Discover Some Magic to Beat The Forex: The Elliott Wave Theory for Forex Markets
Forex Markets: One of the most known and understood at least technical analysis in the Forex market theories is Elliot Wave Theory. Developed in the 1920s by Ralph Nelson Elliot as a method of predicting trends in the stock market, the theory Elliot Wave fractal mathematics to movements in the market is applied to make predictions based on public behavior. In its essence, the Elliot Wave theory states that the market – in this case, the forex market – moves in a series of 5 swings upward and 3 reverse changes constantly repeated. But if it were that simple, everyone would be making a killing by catching the wave and ride it until just before it crashes on the shore. Obviously, there is much more than that.
One of the things that makes Elliot wave crest so difficult is the time – all the major wave theories, is the only one that does not put a time limit on the reactions and rebounds of the market. One In fact, the theories of fractal mathematics makes it clear that there are multiple waves within waves within waves. Interpreting the data and finding the right curves and crests is a complicated process, which leads to the claim that you can put 20 experts on the theory of Elliot Wave in a room and never come to a agreement on which way a stock (or in this case a currency) is directed.
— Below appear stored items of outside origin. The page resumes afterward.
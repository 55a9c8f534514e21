//! Persistence seam for generation records.

use crate::models::{GenerationFilter, GenerationRecord, StoredGeneration};
use async_trait::async_trait;
use service_core::error::AppError;

/// A document store holding one collection of generation records.
///
/// Unknown or malformed ids are reported as "not found", never as errors.
#[async_trait]
pub trait GenerationStore: Send + Sync {
    /// Insert a record and return its id as plain hex.
    async fn insert(&self, record: &GenerationRecord) -> Result<String, AppError>;

    async fn get_by_id(&self, id: &str) -> Result<Option<StoredGeneration>, AppError>;

    /// Newest records first, at most `limit`.
    async fn query(
        &self,
        filter: &GenerationFilter,
        limit: i64,
    ) -> Result<Vec<StoredGeneration>, AppError>;

    /// `true` when a record was removed.
    async fn delete_by_id(&self, id: &str) -> Result<bool, AppError>;
}
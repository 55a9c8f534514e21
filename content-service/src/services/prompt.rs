//! Prompt construction for post generation.

use crate::models::{ContentSize, Platform};

/// Tone used for platforms without a dedicated guideline.
pub const GENERIC_PLATFORM_GUIDELINE: &str = "General social media style";

/// Length guideline for a size variant.
pub fn size_guideline(size: ContentSize) -> &'static str {
    match size {
        ContentSize::Small => "Keep it concise, under 100 words, perfect for quick engagement",
        ContentSize::Medium => "Medium length, 100-200 words, balanced detail and engagement",
        ContentSize::Long => "Detailed content, 200+ words, comprehensive and in-depth",
    }
}

/// Tone guideline for a platform.
pub fn platform_guideline(platform: &Platform) -> &'static str {
    match platform {
        Platform::Linkedin => "Professional tone, business-focused, thought leadership style",
        Platform::X => "Conversational, punchy, hashtag-friendly, Twitter/X optimized",
        Platform::Other(_) => GENERIC_PLATFORM_GUIDELINE,
    }
}

/// Build the instruction sent to the model for one size variant.
pub fn build_prompt(
    idea: &str,
    target_audience: &str,
    platform: &Platform,
    post_category: &str,
    size: ContentSize,
) -> String {
    format!(
        "Create a {size} {platform} post about: {idea}\n\
         \n\
         Target Audience: {target_audience}\n\
         Category: {post_category}\n\
         \n\
         Platform Guidelines: {tone}\n\
         Size Guidelines: {length}\n\
         \n\
         Make it engaging, relevant to the target audience, and optimized for {platform}.\n\
         Return only the post content, no additional formatting or explanations.",
        size = size,
        platform = platform,
        idea = idea,
        target_audience = target_audience,
        post_category = post_category,
        tone = platform_guideline(platform),
        length = size_guideline(size),
    )
}
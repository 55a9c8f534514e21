//! content-service: generates social media posts through a chat-completion API.

pub mod config;
pub mod handlers;
pub mod models;
pub mod services;
pub mod startup;
use crate::startup::AppState;
use axum::{extract::State, http::StatusCode, response::IntoResponse, Json};
use serde_json::json;

/// Liveness placeholder kept for existing clients.
pub async fn root() -> impl IntoResponse {
    Json(json!({ "Hello": "World" }))
}

/// Health check endpoint for Docker/K8s liveness probes.
pub async fn health_check(State(state): State<AppState>) -> impl IntoResponse {
    let Some(db) = &state.db else {
        return (
            StatusCode::OK,
            Json(json!({
                "status": "ok",
                "service": "content-service",
                "version": env!("CARGO_PKG_VERSION"),
                "persistence": "disabled"
            })),
        );
    };

    match db.health_check().await {
        Ok(_) => (
            StatusCode::OK,
            Json(json!({
                "status": "ok",
                "service": "content-service",
                "version": env!("CARGO_PKG_VERSION"),
                "persistence": "enabled"
            })),
        ),
        Err(e) => (
            StatusCode::SERVICE_UNAVAILABLE,
            Json(json!({
                "status": "unhealthy",
                "service": "content-service",
                "error": e.to_string()
            })),
        ),
    }
}

/// Readiness check endpoint for K8s readiness probes.
pub async fn readiness_check(State(state): State<AppState>) -> impl IntoResponse {
    match &state.db {
        Some(db) => match db.health_check().await {
            Ok(_) => StatusCode::OK,
            Err(_) => StatusCode::SERVICE_UNAVAILABLE,
        },
        None => StatusCode::OK,
    }
}
//! Groq chat-completion provider.
//!
//! Talks to any OpenAI-compatible `/chat/completions` endpoint; Groq is the
//! default deployment target.

use super::{ChatCompletion, ChatMessage, ChatProvider, ProviderError, SamplingParams};
use async_trait::async_trait;
use reqwest::{Client, StatusCode};
use secrecy::{ExposeSecret, Secret};
use serde::{Deserialize, Serialize};

/// Groq provider configuration.
#[derive(Debug, Clone)]
pub struct GroqConfig {
    pub api_key: Secret<String>,
    pub base_url: String,
}

/// Groq chat provider.
pub struct GroqProvider {
    config: GroqConfig,
    client: Client,
}

impl GroqProvider {
    pub fn new(config: GroqConfig) -> Result<Self, ProviderError> {
        if config.api_key.expose_secret().is_empty() {
            return Err(ProviderError::NotConfigured(
                "Groq API key is empty".to_string(),
            ));
        }

        let client = Client::builder()
            .build()
            .map_err(|e| ProviderError::NotConfigured(format!("HTTP client: {}", e)))?;

        Ok(Self { config, client })
    }

    fn completions_url(&self) -> String {
        format!(
            "{}/chat/completions",
            self.config.base_url.trim_end_matches('/')
        )
    }
}

#[async_trait]
impl ChatProvider for GroqProvider {
    fn name(&self) -> &'static str {
        "groq"
    }

    async fn complete(
        &self,
        model: &str,
        messages: &[ChatMessage],
        params: &SamplingParams,
    ) -> Result<ChatCompletion, ProviderError> {
        let request = ChatCompletionRequest {
            model,
            messages,
            temperature: params.temperature,
            top_p: params.top_p,
        };

        tracing::debug!(
            model = %model,
            message_count = messages.len(),
            "Sending request to chat completion API"
        );

        let response = self
            .client
            .post(self.completions_url())
            .bearer_auth(self.config.api_key.expose_secret())
            .json(&request)
            .send()
            .await
            .map_err(|e| ProviderError::NetworkError(e.to_string()))?;

        let status = response.status();
        if !status.is_success() {
            let error_text = response.text().await.unwrap_or_default();

            return Err(match status {
                StatusCode::TOO_MANY_REQUESTS => ProviderError::RateLimited,
                StatusCode::UNAUTHORIZED | StatusCode::FORBIDDEN => {
                    ProviderError::Unauthorized(format!("{}: {}", status, error_text))
                }
                _ => ProviderError::ApiError(format!(
                    "Chat completion API error {}: {}",
                    status, error_text
                )),
            });
        }

        let api_response: ChatCompletionResponse = response
            .json()
            .await
            .map_err(|e| ProviderError::ApiError(format!("Failed to parse response: {}", e)))?;

        let text = api_response
            .choices
            .into_iter()
            .next()
            .and_then(|choice| choice.message.content)
            .ok_or_else(|| {
                ProviderError::EmptyResponse("response contained no message content".to_string())
            })?;

        let usage = api_response.usage.unwrap_or_default();

        Ok(ChatCompletion {
            text,
            input_tokens: usage.prompt_tokens,
            output_tokens: usage.completion_tokens,
        })
    }
}

// API request/response types

#[derive(Debug, Serialize)]
struct ChatCompletionRequest<'a> {
    model: &'a str,
    messages: &'a [ChatMessage],
    temperature: f32,
    top_p: f32,
}

#[derive(Debug, Deserialize)]
struct ChatCompletionResponse {
    #[serde(default)]
    choices: Vec<Choice>,
    usage: Option<Usage>,
}

#[derive(Debug, Deserialize)]
struct Choice {
    message: ResponseMessage,
}

#[derive(Debug, Deserialize)]
struct ResponseMessage {
    content: Option<String>,
}

#[derive(Debug, Default, Deserialize)]
struct Usage {
    prompt_tokens: Option<u32>,
    completion_tokens: Option<u32>,
}
//! Persisted generation records.

use super::{GenerationRequest, PlatformContent};
use chrono::{DateTime, Utc};
use mongodb::bson::{doc, oid::ObjectId, Document};
use serde::{Deserialize, Serialize};
use std::collections::BTreeMap;

/// Default page size for record queries.
pub const DEFAULT_QUERY_LIMIT: i64 = 10;

/// Upper bound on a single record query.
pub const MAX_QUERY_LIMIT: i64 = 100;

/// A stored generation, as laid out in MongoDB.
#[derive(Debug, Clone, Serialize, Deserialize)]
pub struct GenerationRecord {
    #[serde(rename = "_id", skip_serializing_if = "Option::is_none")]
    pub id: Option<ObjectId>,

    pub input_data: GenerationRequest,

    /// Keyed by platform name.
    pub generated_content: BTreeMap<String, PlatformContent>,

    #[serde(with = "mongodb::bson::serde_helpers::chrono_datetime_as_bson_datetime")]
    pub created_at: DateTime<Utc>,

    pub model_used: String,
}

impl GenerationRecord {
    pub fn new(
        input_data: GenerationRequest,
        generated_content: BTreeMap<String, PlatformContent>,
        model_used: impl Into<String>,
    ) -> Self {
        Self {
            id: None,
            input_data,
            generated_content,
            created_at: Utc::now(),
            model_used: model_used.into(),
        }
    }
}

/// A record handed back to callers, with its id as plain hex.
#[derive(Debug, Clone, PartialEq, Serialize, Deserialize)]
pub struct StoredGeneration {
    pub id: String,
    pub input_data: GenerationRequest,
    pub generated_content: BTreeMap<String, PlatformContent>,
    pub created_at: DateTime<Utc>,
    pub model_used: String,
}

impl From<GenerationRecord> for StoredGeneration {
    fn from(record: GenerationRecord) -> Self {
        Self {
            id: record.id.map(|id| id.to_hex()).unwrap_or_default(),
            input_data: record.input_data,
            generated_content: record.generated_content,
            created_at: record.created_at,
            model_used: record.model_used,
        }
    }
}

/// Exact-match filter over a record's input fields. Empty matches everything.
#[derive(Debug, Clone, Default, PartialEq, Eq, Deserialize)]
pub struct GenerationFilter {
    pub platform: Option<String>,
    pub post_category: Option<String>,
    pub target_audience: Option<String>,
}

impl GenerationFilter {
    pub fn is_empty(&self) -> bool {
        self.platform.is_none() && self.post_category.is_none() && self.target_audience.is_none()
    }

    pub fn to_document(&self) -> Document {
        let mut filter = doc! {};

        if let Some(platform) = &self.platform {
            filter.insert("input_data.platform", platform.as_str());
        }
        if let Some(category) = &self.post_category {
            filter.insert("input_data.post_category", category.as_str());
        }
        if let Some(audience) = &self.target_audience {
            filter.insert("input_data.target_audience", audience.as_str());
        }

        filter
    }

    /// In-process equivalent of [`Self::to_document`].
    pub fn matches(&self, request: &GenerationRequest) -> bool {
        self.platform
            .as_deref()
            .map_or(true, |p| request.platform.as_str() == p)
            && self
                .post_category
                .as_deref()
                .map_or(true, |c| request.post_category == c)
            && self
                .target_audience
                .as_deref()
                .map_or(true, |a| request.target_audience == a)
    }
}
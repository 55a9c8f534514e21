use content_service::config::ContentConfig;
use content_service::startup::Application;
use dotenvy::dotenv;
use service_core::observability::init_tracing;

#[tokio::main]
async fn main() -> std::io::Result<()> {
    // Load .env before tracing reads RUST_LOG and OTLP_ENDPOINT
    dotenv().ok();

    // Initialize tracing
    let otlp_endpoint = std::env::var("OTLP_ENDPOINT").ok();
    init_tracing("content-service", "info", otlp_endpoint.as_deref());

    let config = ContentConfig::load().map_err(|e| {
        tracing::error!("Failed to load configuration: {}", e);
        std::io::Error::other(format!("Configuration error: {}", e))
    })?;

    let app = Application::build(config).await.map_err(|e| {
        tracing::error!("Failed to build application: {}", e);
        std::io::Error::other(format!("Startup error: {}", e))
    })?;

    app.run_until_stopped().await?;

    tracing::info!("Content service shut down gracefully");
    Ok(())
}
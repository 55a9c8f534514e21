use crate::models::{GenerationRequest, GenerationResult, Platform};
use crate::startup::AppState;
use axum::{
    extract::{Query, State},
    Json,
};
use serde::Deserialize;
use service_core::error::AppError;

/// Parameters of `POST /generate_content`, from the query string or a JSON body.
#[derive(Debug, Clone, Deserialize)]
pub struct GenerateContentParams {
    pub idea: String,
    pub target_audience: String,
    pub platform: String,
    pub post_category: String,
}

impl From<GenerateContentParams> for GenerationRequest {
    fn from(params: GenerateContentParams) -> Self {
        Self {
            idea: params.idea,
            target_audience: params.target_audience,
            platform: Platform::from(params.platform),
            post_category: params.post_category,
        }
    }
}

pub async fn generate_content(
    State(state): State<AppState>,
    query: Option<Query<GenerateContentParams>>,
    body: Option<Json<GenerateContentParams>>,
) -> Result<Json<GenerationResult>, AppError> {
    let params = match (query, body) {
        (Some(Query(params)), _) => params,
        (None, Some(Json(params))) => params,
        (None, None) => {
            return Err(AppError::BadRequest(anyhow::anyhow!(
                "idea, target_audience, platform and post_category are required"
            )))
        }
    };

    let result = state.generator.generate(params.into()).await;
    Ok(Json(result))
}
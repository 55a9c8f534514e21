//! Application startup and lifecycle management.

use crate::config::{ContentConfig, ProviderKind};
use crate::handlers;
use crate::services::providers::groq::{GroqConfig, GroqProvider};
use crate::services::providers::mock::MockChatProvider;
use crate::services::providers::ChatProvider;
use crate::services::{metrics, ContentDb, ContentGenerator, GenerationStore};
use axum::{
    middleware,
    routing::{get, post},
    Router,
};
use service_core::error::AppError;
use service_core::middleware::request_id_middleware;
use std::net::SocketAddr;
use std::sync::Arc;
use tokio::net::TcpListener;
use tokio::signal;
use tower_http::cors::CorsLayer;
use tower_http::trace::TraceLayer;

/// Shared application state.
#[derive(Clone)]
pub struct AppState {
    pub generator: Arc<ContentGenerator>,
    /// Present when persistence is configured; used for health probes.
    pub db: Option<ContentDb>,
}

impl AppState {
    pub fn new(generator: ContentGenerator, db: Option<ContentDb>) -> Self {
        Self {
            generator: Arc::new(generator),
            db,
        }
    }
}

/// Build the HTTP router for the given state.
pub fn build_router(state: AppState) -> Router {
    Router::new()
        .route("/", get(handlers::root))
        .route("/health", get(handlers::health_check))
        .route("/ready", get(handlers::readiness_check))
        .route("/metrics", get(handlers::metrics_handler))
        .route("/generate_content", post(handlers::generate_content))
        .route("/generations", get(handlers::list_generations))
        .route(
            "/generations/:id",
            get(handlers::get_generation).delete(handlers::delete_generation),
        )
        .layer(middleware::from_fn(request_id_middleware))
        .layer(TraceLayer::new_for_http())
        .layer(CorsLayer::permissive())
        .with_state(state)
}

/// Build the configured chat provider.
pub fn build_provider(config: &ContentConfig) -> Result<Arc<dyn ChatProvider>, AppError> {
    let provider: Arc<dyn ChatProvider> = match config.llm.provider {
        ProviderKind::Groq => Arc::new(
            GroqProvider::new(GroqConfig {
                api_key: config.llm.api_key.clone(),
                base_url: config.llm.base_url.clone(),
            })
            .map_err(|e| AppError::ConfigError(anyhow::anyhow!(e.to_string())))?,
        ),
        ProviderKind::Mock => Arc::new(MockChatProvider::new(true)),
    };

    tracing::info!(
        provider = provider.name(),
        model = %config.llm.model,
        "Initialized chat provider"
    );

    Ok(provider)
}

/// Application container for managing server lifecycle.
pub struct Application {
    port: u16,
    listener: TcpListener,
    state: AppState,
}

impl Application {
    /// Build the application with the given configuration.
    pub async fn build(config: ContentConfig) -> Result<Self, AppError> {
        metrics::init_metrics();

        let db = match &config.mongodb {
            Some(mongo) => {
                let db = ContentDb::connect(&mongo.uri, &mongo.database)
                    .await
                    .map_err(|e| {
                        tracing::error!("Failed to connect to MongoDB: {}", e);
                        e
                    })?;

                db.initialize_indexes().await.map_err(|e| {
                    tracing::error!("Failed to initialize database indexes: {}", e);
                    e
                })?;

                Some(db)
            }
            None => {
                tracing::warn!("MONGODB_URI not set; generated content will not be persisted");
                None
            }
        };

        let provider = build_provider(&config)?;
        let store = db
            .clone()
            .map(|db| Arc::new(db) as Arc<dyn GenerationStore>);
        let generator = ContentGenerator::new(provider, store, config.llm.model.clone());

        let state = AppState::new(generator, db);

        // Port 0 = random port for testing
        let addr = SocketAddr::from(([0, 0, 0, 0], config.common.port));
        let listener = TcpListener::bind(addr).await.map_err(|e| {
            tracing::error!("Failed to bind TCP listener to {}: {}", addr, e);
            AppError::from(e)
        })?;
        let port = listener.local_addr()?.port();

        tracing::info!("Content service listening on port {}", port);

        Ok(Self {
            port,
            listener,
            state,
        })
    }

    pub fn port(&self) -> u16 {
        self.port
    }

    /// Serve until Ctrl+C or SIGTERM.
    pub async fn run_until_stopped(self) -> std::io::Result<()> {
        let router = build_router(self.state);

        axum::serve(self.listener, router)
            .with_graceful_shutdown(shutdown_signal())
            .await
    }
}

async fn shutdown_signal() {
    let ctrl_c = async {
        if let Err(e) = signal::ctrl_c().await {
            tracing::error!("Failed to install Ctrl+C handler: {}", e);
            std::future::pending::<()>().await;
        }
    };

    #[cfg(unix)]
    let terminate = async {
        match signal::unix::signal(signal::unix::SignalKind::terminate()) {
            Ok(mut sigterm) => {
                sigterm.recv().await;
            }
            Err(e) => {
                tracing::error!("Failed to install SIGTERM handler: {}", e);
                std::future::pending::<()>().await;
            }
        }
    };

    #[cfg(not(unix))]
    let terminate = std::future::pending::<()>();

    tokio::select! {
        _ = ctrl_c => {},
        _ = terminate => {},
    }

    tracing::info!("Shutdown signal received");
}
The essence of Elliot Wave
* Each action is followed by a reaction. It is a standard rule of physics that applies to the behavior of the masses in the Elliot Wave theory is based. If prices drop, people will buy. When people buy, the demand increases and supply decreases driving prices back. Almost every system that uses trend analysis to predict the movements of the currency market is based on determining when those actions will cause reactions that make a profitable business.
* There are five waves in the direction of the main trend followed by three corrective waves (a “5-3” move). The theory Elliot Wave is that market activity can be predicted as a series of five waves that move in one direction (the trend) followed by three “corrective” waves that move the market back to your starting point.
* A 5-3 move completes a cycle. And this is where the theory begins to be truly complex. Like the mirror reflecting a mirror that reflects a mirror reflecting mirror, each 5-3 wave is not only complete in itself, is a superset of a smaller series of waves, and a subset of a set 5-3 more waves is the following principle.
5-3 * This movement then becomes two subdivisions of the next largest wave 5-3. In Elliot Wave notation, the 5 waves that fit the trend are labeled 1, 2, 3, 4 and 5 (impulses). The three correction waves are called A, B and C (corrections). Each of these waves is composed of a series of waves of 5-3, and each consisting of a series of waves 5-3. The 5-3 cycle being studied is an impulse and correction in the next ascending 5-3 series.
* The underlying 5-3 pattern remains constant, but the time interval of each can vary. A wave of 5 to 3 May take decades to complete or may be higher in a few minutes. Traders who are successful in using the theory of Elliot wavy trade in the currency market say that the trick is in the trades of time to coincide with the start and end of impulse 3 to minimize risk and maximize profits .
Because the timing of each sequence of waves varies so much, using the Elliot Wave theory is largely a matter of interpretation. Identify the best time to enter and exit a trade it depends on your ability to see and follow the pattern of larger and smaller waves, and know when to trade and when to exit based on identifying patterns.
The key is in interpreting the pattern is correctly in finding the right starting point. Once you learn to see the wave patterns and identify them correctly, say those who are experts, you’ll see how they apply in every facet of forex trading, and be able to use these patterns to trigger your decisions if you are day trading or in it for the long term.